Stored items:

########

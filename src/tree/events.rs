/*
 * Cross-thread messages and the posting seam. Background workers never
 * touch tree state; they post a `TreeMessage` through
 * `MessagePosterOperations` and the interactive thread dequeues it later.
 * Directory-change notices from the host's monitoring facility travel the
 * same way.
 */
use crate::core::models::ItemIdentity;
use crate::core::result_store::ResultId;
use std::sync::Mutex;
use std::sync::mpsc::Sender;

// A change observed under a monitored directory.
#[derive(Debug, Clone, PartialEq, Eq)]
pub enum ShellChange {
    Created {
        parent: ItemIdentity,
        name: String,
    },
    Removed {
        identity: ItemIdentity,
    },
    Renamed {
        old: ItemIdentity,
        new: ItemIdentity,
    },
}

// Messages consumed on the interactive thread.
#[derive(Debug, Clone, PartialEq, Eq)]
pub enum TreeMessage {
    IconResultReady(ResultId),
    SubfoldersResultReady(ResultId),
    ShellChange(ShellChange),
}

pub trait MessagePosterOperations: Send + Sync {
    /// Posts a message for later consumption on the interactive thread.
    /// Posting after the consumer is gone is a silent no-op.
    fn post(&self, message: TreeMessage);
}

// Channel-backed poster. Contention on the mutex is one enqueue per
// completed background task.
pub struct QueueMessagePoster {
    sender: Mutex<Sender<TreeMessage>>,
}

impl QueueMessagePoster {
    pub fn new(sender: Sender<TreeMessage>) -> Self {
        QueueMessagePoster {
            sender: Mutex::new(sender),
        }
    }
}

impl MessagePosterOperations for QueueMessagePoster {
    fn post(&self, message: TreeMessage) {
        match self.sender.lock() {
            Ok(sender) => {
                // A closed receiver means shutdown already began; the
                // message is intentionally dropped.
                if sender.send(message).is_err() {
                    log::trace!("QueueMessagePoster: Receiver gone, message dropped.");
                }
            }
            Err(_) => log::error!("QueueMessagePoster: Sender mutex poisoned, message dropped."),
        }
    }
}
/*
 * The tree synchronizer orchestrates the whole engine: it populates nodes
 * on expansion, hands blocking namespace queries to the background pools,
 * applies their results when the completion messages come back, and tears
 * subtree state down on collapse. All methods here run on the interactive
 * thread; nothing blocks waiting for a background result.
 *
 * Display data is optimistic. A node first shows the provisional folder
 * icon and an assumed expand affordance; the icon result replaces the icon
 * in place, and a negative subfolder result only ever removes the
 * affordance. A result whose item was removed before consumption fails the
 * registry guard and is dropped, which is the engine's entire cancellation
 * story.
 */
use crate::core::comparator;
use crate::core::icon_cache::IconCache;
use crate::core::item_registry::{ItemHandle, ItemRegistry, RegistryError};
use crate::core::models::{IconDescriptor, ItemAttributes, ItemIdentity, SortKey};
use crate::core::result_store::{PendingResult, ResultId, ResultStore};
use crate::core::task_pool::{TaskPool, TaskPoolError};
use crate::core::config::TreeSettings;
use crate::shell::namespace::{EnumerationFilter, NamespaceError, ShellNamespaceOperations};
use crate::tree::events::{MessagePosterOperations, ShellChange, TreeMessage};
use crate::tree::view::{NodeId, PopulationPhase, TreeViewError, TreeViewState};
use std::path::PathBuf;
use std::sync::Arc;

/// Shown until an item's real icon has been resolved.
pub const PROVISIONAL_FOLDER_ICON: IconDescriptor = IconDescriptor {
    index: 3,
    overlay: None,
};

#[derive(Debug)]
pub enum SyncError {
    UnknownNode(NodeId),
    Registry(RegistryError),
    TreeView(TreeViewError),
    Pool(TaskPoolError),
    Namespace(NamespaceError),
    ShutDown,
}

impl From<RegistryError> for SyncError {
    fn from(err: RegistryError) -> Self {
        SyncError::Registry(err)
    }
}

impl From<TreeViewError> for SyncError {
    fn from(err: TreeViewError) -> Self {
        SyncError::TreeView(err)
    }
}

impl From<TaskPoolError> for SyncError {
    fn from(err: TaskPoolError) -> Self {
        SyncError::Pool(err)
    }
}

impl From<NamespaceError> for SyncError {
    fn from(err: NamespaceError) -> Self {
        SyncError::Namespace(err)
    }
}

impl std::fmt::Display for SyncError {
    fn fmt(&self, f: &mut std::fmt::Formatter<'_>) -> std::fmt::Result {
        match self {
            SyncError::UnknownNode(node) => write!(f, "Unknown tree node id {}", node.0),
            SyncError::Registry(e) => write!(f, "Registry error: {e}"),
            SyncError::TreeView(e) => write!(f, "Tree view error: {e}"),
            SyncError::Pool(e) => write!(f, "Task pool error: {e}"),
            SyncError::Namespace(e) => write!(f, "Namespace error: {e}"),
            SyncError::ShutDown => write!(f, "Synchronizer is shut down"),
        }
    }
}

impl std::error::Error for SyncError {
    fn source(&self) -> Option<&(dyn std::error::Error + 'static)> {
        match self {
            SyncError::Registry(e) => Some(e),
            SyncError::TreeView(e) => Some(e),
            SyncError::Pool(e) => Some(e),
            SyncError::Namespace(e) => Some(e),
            _ => None,
        }
    }
}

pub type Result<T> = std::result::Result<T, SyncError>;

// What a display-info request returns immediately: provisional values until
// the background results land.
#[derive(Debug, Clone, Copy, PartialEq, Eq)]
pub struct DisplayInfo {
    pub icon: IconDescriptor,
    pub has_children: bool,
}

#[derive(Debug)]
struct IconTaskOutcome {
    node: NodeId,
    handle: ItemHandle,
    icon: IconDescriptor,
}

#[derive(Debug)]
struct SubfoldersTaskOutcome {
    node: NodeId,
    handle: ItemHandle,
    has_subfolder: bool,
}

pub struct TreeSynchronizer {
    tree: TreeViewState,
    registry: ItemRegistry,
    namespace: Arc<dyn ShellNamespaceOperations>,
    poster: Arc<dyn MessagePosterOperations>,
    icon_pool: TaskPool,
    subfolders_pool: TaskPool,
    icon_results: ResultStore<IconTaskOutcome>,
    subfolder_results: ResultStore<SubfoldersTaskOutcome>,
    icon_cache: IconCache,
    settings: TreeSettings,
    shut_down: bool,
}
/*
 * User interactions that reach outside the tree: drag initiation, clipboard
 * cut/copy/paste, rename, and delete. The handler owns the clipboard state
 * (which node is marked cut, and the id of the data object this process
 * last placed on the clipboard) and delegates the destructive work to the
 * transfer and file-action services.
 *
 * Precondition failures (empty rename text, nothing pasteable, no
 * permitted drag effect) abort before any destructive call, leaving the
 * tree exactly as it was.
 */
use crate::core::models::DropEffects;
use crate::shell::file_actions::FileActionOperations;
use crate::shell::transfer::{DataObjectId, DragOutcome, TransferOperations};
use crate::tree::synchronizer::{SyncError, TreeSynchronizer};
use crate::tree::view::NodeId;
use std::sync::Arc;

#[derive(Debug)]
pub enum InteractionError {
    Sync(SyncError),
    Transfer(crate::shell::transfer::TransferError),
}

impl From<SyncError> for InteractionError {
    fn from(err: SyncError) -> Self {
        InteractionError::Sync(err)
    }
}

impl From<crate::shell::transfer::TransferError> for InteractionError {
    fn from(err: crate::shell::transfer::TransferError) -> Self {
        InteractionError::Transfer(err)
    }
}

impl std::fmt::Display for InteractionError {
    fn fmt(&self, f: &mut std::fmt::Formatter<'_>) -> std::fmt::Result {
        match self {
            InteractionError::Sync(e) => write!(f, "Interaction failed: {e}"),
            InteractionError::Transfer(e) => write!(f, "Transfer failed: {e}"),
        }
    }
}

impl std::error::Error for InteractionError {
    fn source(&self) -> Option<&(dyn std::error::Error + 'static)> {
        match self {
            InteractionError::Sync(e) => Some(e),
            InteractionError::Transfer(e) => Some(e),
        }
    }
}

pub type Result<T> = std::result::Result<T, InteractionError>;

// At most one node is marked cut at a time; `data_object` remembers what
// this process last placed on the clipboard.
#[derive(Debug, Default)]
struct ClipboardState {
    cut_node: Option<NodeId>,
    data_object: Option<DataObjectId>,
}

pub struct InteractionHandler {
    transfer: Arc<dyn TransferOperations>,
    file_actions: Arc<dyn FileActionOperations>,
    clipboard: ClipboardState,
}

impl InteractionHandler {
    pub fn new(
        transfer: Arc<dyn TransferOperations>,
        file_actions: Arc<dyn FileActionOperations>,
    ) -> Self {
        InteractionHandler {
            transfer,
            file_actions,
            clipboard: ClipboardState::default(),
        }
    }

    /*
     * Starts a drag for `node`. The permitted effects come from the item's
     * capability flags; with no permitted effect the drag is silently not
     * started. Service failures are treated the same way.
     */
    pub fn begin_drag(
        &self,
        sync: &TreeSynchronizer,
        node: NodeId,
    ) -> Result<Option<DragOutcome>> {
        let attributes = sync.attributes_of(node)?;
        let effects = DropEffects::from_attributes(&attributes);
        if effects.none() {
            log::debug!("InteractionHandler: Drag refused, no permitted effect.");
            return Ok(None);
        }
        let identity = sync.identity_of(node)?;
        match self.transfer.begin_drag(&[identity], effects) {
            Ok(outcome) => Ok(Some(outcome)),
            Err(e) => {
                log::debug!("InteractionHandler: Drag not started: {e}");
                Ok(None)
            }
        }
    }

    /*
     * Places the item on the clipboard. Any previously cut node gets its
     * visual state restored before the new object is remembered; relying on
     * the clipboard-update notification instead would race, because by the
     * time it arrives the remembered state already refers to the new cut.
     */
    pub fn copy_or_cut(
        &mut self,
        sync: &mut TreeSynchronizer,
        node: NodeId,
        is_copy: bool,
    ) -> Result<()> {
        let identity = sync.identity_of(node)?;
        let object = self.transfer.place_on_clipboard(&[identity], !is_copy)?;

        if let Some(previous_cut) = self.clipboard.cut_node.take() {
            sync.set_cut_mark(previous_cut, false);
        }
        self.clipboard.data_object = Some(object);

        if !is_copy {
            sync.set_cut_mark(node, true);
            self.clipboard.cut_node = Some(node);
        }
        Ok(())
    }

    /*
     * Called when the system clipboard changes. If it no longer holds the
     * object this process placed there, the cut mark (if any) is cleared
     * and the remembered object is dropped.
     */
    pub fn on_clipboard_update(&mut self, sync: &mut TreeSynchronizer) {
        let Some(object) = self.clipboard.data_object else {
            return;
        };
        if self.transfer.current_object_id() == Some(object) {
            return;
        }
        if let Some(cut_node) = self.clipboard.cut_node.take() {
            sync.set_cut_mark(cut_node, false);
        }
        self.clipboard.data_object = None;
    }

    /*
     * Pastes onto `node`: the shell's own paste action when it accepts the
     * clipboard object for copy or move, otherwise a manual copy of the
     * payload to the target's parsing path. An empty clipboard or a target
     * without a path aborts before anything runs.
     */
    pub fn paste(&self, sync: &TreeSynchronizer, node: NodeId) -> Result<()> {
        if self.transfer.clipboard_object().is_none() {
            log::debug!("InteractionHandler: Paste skipped, clipboard empty.");
            return Ok(());
        }
        let identity = sync.identity_of(node)?;
        if self
            .transfer
            .can_shell_paste(&identity, DropEffects::copy_and_move())
        {
            self.transfer.shell_paste(&identity)?;
            return Ok(());
        }
        match sync.parsing_path_of(node)? {
            Some(path) => {
                self.transfer.copy_payload_to(&path)?;
                Ok(())
            }
            None => {
                log::debug!("InteractionHandler: Paste skipped, target '{identity}' has no path.");
                Ok(())
            }
        }
    }

    /// Pastes the clipboard contents onto `node` as shortcuts. An empty
    /// clipboard aborts before the shell action runs.
    pub fn paste_shortcut(&self, sync: &TreeSynchronizer, node: NodeId) -> Result<()> {
        if self.transfer.clipboard_object().is_none() {
            log::debug!("InteractionHandler: Shortcut paste skipped, clipboard empty.");
            return Ok(());
        }
        let identity = sync.identity_of(node)?;
        self.transfer.shell_paste_shortcut(&identity)?;
        Ok(())
    }

    /// Selects the node and returns its current label for the host's edit
    /// control to seed an in-place rename with.
    pub fn start_rename(&self, sync: &mut TreeSynchronizer, node: NodeId) -> Result<String> {
        sync.select(Some(node));
        let label = sync
            .view()
            .node(node)
            .map(|n| n.label.clone())
            .ok_or(SyncError::UnknownNode(node))?;
        Ok(label)
    }

    /*
     * Commits an in-place rename. Returns `false` when the edit should
     * revert: empty input, a target without a parsing path, or a rename
     * the file-action service refused. The new path is the old one with
     * its final segment replaced; trailing spaces in the input are
     * dropped.
     */
    pub fn commit_label_edit(
        &self,
        sync: &mut TreeSynchronizer,
        node: NodeId,
        new_text: &str,
    ) -> Result<bool> {
        let trimmed = new_text.trim_end_matches(' ');
        if trimmed.is_empty() {
            log::debug!("InteractionHandler: Empty rename input, reverting label.");
            return Ok(false);
        }
        let Some(old_path) = sync.parsing_path_of(node)? else {
            log::debug!("InteractionHandler: Rename target has no parsing path, reverting.");
            return Ok(false);
        };
        let new_path = match old_path.parent() {
            Some(parent) => parent.join(trimmed),
            None => {
                log::debug!("InteractionHandler: Cannot rename a root path, reverting.");
                return Ok(false);
            }
        };

        if let Err(e) = self.file_actions.rename(&old_path, &new_path) {
            log::warn!("InteractionHandler: Rename {old_path:?} -> {new_path:?} failed: {e}");
            return Ok(false);
        }
        // The label reflects the accepted edit immediately; the identity
        // follows through the rename change notice.
        sync.set_label(node, trimmed.to_string());
        Ok(true)
    }

    /*
     * Deletes the item behind `node`. The parent is selected first,
     * because the underlying delete cannot proceed while the doomed item
     * holds the selection lock. The tree itself is updated by the removal
     * change notice, not here.
     */
    pub fn delete(
        &self,
        sync: &mut TreeSynchronizer,
        node: NodeId,
        permanent: bool,
    ) -> Result<()> {
        let parent = sync.parent_of(node);
        if parent.is_some() {
            sync.select(parent);
        }
        let Some(path) = sync.parsing_path_of(node)? else {
            log::debug!("InteractionHandler: Delete skipped, item has no parsing path.");
            return Ok(());
        };
        if let Err(e) = self.file_actions.delete(&path, permanent) {
            log::warn!("InteractionHandler: Delete of {path:?} failed: {e}");
        }
        Ok(())
    }

    /// True when some node currently carries the cut mark.
    pub fn has_cut_item(&self) -> bool {
        self.clipboard.cut_node.is_some()
    }

    /*
     * Shutdown hook: if the clipboard still holds the object this process
     * placed there, flush it so the contents survive the process.
     */
    pub fn flush_on_shutdown(&mut self) {
        if let Some(object) = self.clipboard.data_object.take() {
            if self.transfer.current_object_id() == Some(object) {
                if let Err(e) = self.transfer.flush() {
                    log::warn!("InteractionHandler: Clipboard flush failed: {e}");
                }
            }
        }
        self.clipboard.cut_node = None;
    }
}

########

What needs to be done: Which lines of the records hold the string "SubfoldersTaskOutcome"? Copy each one.

Written response:
struct SubfoldersTaskOutcome {
    subfolder_results: ResultStore<SubfoldersTaskOutcome>,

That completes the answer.